E Batman? Rispetto alla Marvel, la DC ha sempre avuto una storia editoriale travagliata in Italia. Avevo scoperto il Cavaliere Oscuro da piccolo, negli albi di formato ridotto delle Edizioni Cenisio, il licenziatario italiano per i personaggi DC tra gli anni ’70 e i primi anni ’80. Erano storie disegnate da Jim Aparo, un artista sottovalutato che ha dedicato quasi tutta la carriera al personaggio, riprendendone il look atletico imposto da Neal Adams pochi anni prima. Mi piacevano in particolare le storie tratte dalla testata USA The Brave and the Bold, dove di numero in numero Batman era protagonista di gustosi team-up con gli altri personaggi DC. Erano storie più semplici di quelle Marvel che, anche ad un bambino della mia età, sembravano più moderne e al passo con i tempi. Però Batman aveva un fascino che nessun altro personaggio aveva. In particolare, empatizzavo con lui per via delle sue dolorose origini. Essendo molto legato ai miei genitori, soffrivo terribilmente all’idea di poterli perdere in modo violento. Anche per questo provavo un senso di straniamento davanti alle repliche della celeberrima serie tv che durante gli anni della mia infanzia impazzavano sulle reti tv private: cosa c’era tanto da ridere? Quest’uomo aveva avuto la vita rovinata da un dramma personale. Ero affascinato dalla sua figura di vendicatore notturno, quasi soprannaturale, avvolto nel suo mantello. Un regalo molto gradito, all’epoca, fu un volume con una miscellanea di storie di Batman dalle origini fino agli anni ’70. Potei così fare conoscenza con i grandi autori del personaggio di quel periodo come Denny O’Neil, Neal Adams, Frank Robbins e Irv Novick. Come la Corno, anzi prima della Corno, anche la Cenisio fallì e i personaggi DC furono risucchiati dallo stesso limbo di quelli Marvel. Ma a differenza di questi, avrebbero dovuto aspettare più tempo per tornare nelle edicole italiane. Di Batman e Superman non ebbi notizie per anni.
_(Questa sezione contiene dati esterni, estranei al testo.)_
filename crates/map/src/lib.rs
pub mod camera;
pub mod events;
pub mod map;
pub mod map_type;
pub mod viewport;

pub use camera::*;
pub use events::*;
pub use map::*;
pub use map_type::*;
pub use viewport::*;
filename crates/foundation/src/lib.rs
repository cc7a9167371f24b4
pub mod bounds;
pub mod math;

// Foundation crate: small, well-tested primitives only.
pub use bounds::*;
Un giorno, leggendo le note di un albo Star Comics, venni a sapere che il prestigioso editore Rizzoli aveva già da mesi acquistato i diritti dei due principali personaggi DC per pubblicarli sulla sua rivista antologica di fumetti d’autore Corto Maltese. In particolare, era in corso di pubblicazione la rivoluzionaria Batman: The Dark Knight Returns di cui avevo tanto sentito parlare nei redazionali degli albi dei vari editori, realizzato da quel Frank Miller che tanto apprezzavo su Daredevil. Tra i due lavori erano passati svariati anni, e senza internet a darmi conforto con le immagini, cercavo di immaginare la versione milleriana del Cavaliere Oscuro. Chiesi una copia di Corto Maltese al mio edicolante. Quella che mi ritrovai per le mani era una bellissima rivista patinata, di grande formato, dal taglio autoriale. Mi trovai davanti a lavori di nomi prestigiosi che col tempo avrei imparato ad apprezzare: Hugo Pratt, Milo Manara, Sergio Toppi, Andrea Pazienza, Dino Battaglia tra gli altri. In allegato, al centro della rivista, un inserto di piccolo formato con le avventure di Superman firmate dal John Byrne che avevo adorato su X-Men e di cui leggevo ogni mese gli splendidi Fantastici Quattro. In appendice, era serializzato uno strano fumetto che non capivo appieno perché ne avevo perso l’inizio, come uno che entra in sala a film iniziato: si chiamava Watchmen. Ma di Batman nessuna traccia. Compresi in seguito che la Rizzoli aveva impiegato addirittura un anno e mezzo per pubblicare i quattro capitoli di Dark Knight Returns. Si trattava del piatto forte della rivista e l’editore voleva diluirlo il più possibile.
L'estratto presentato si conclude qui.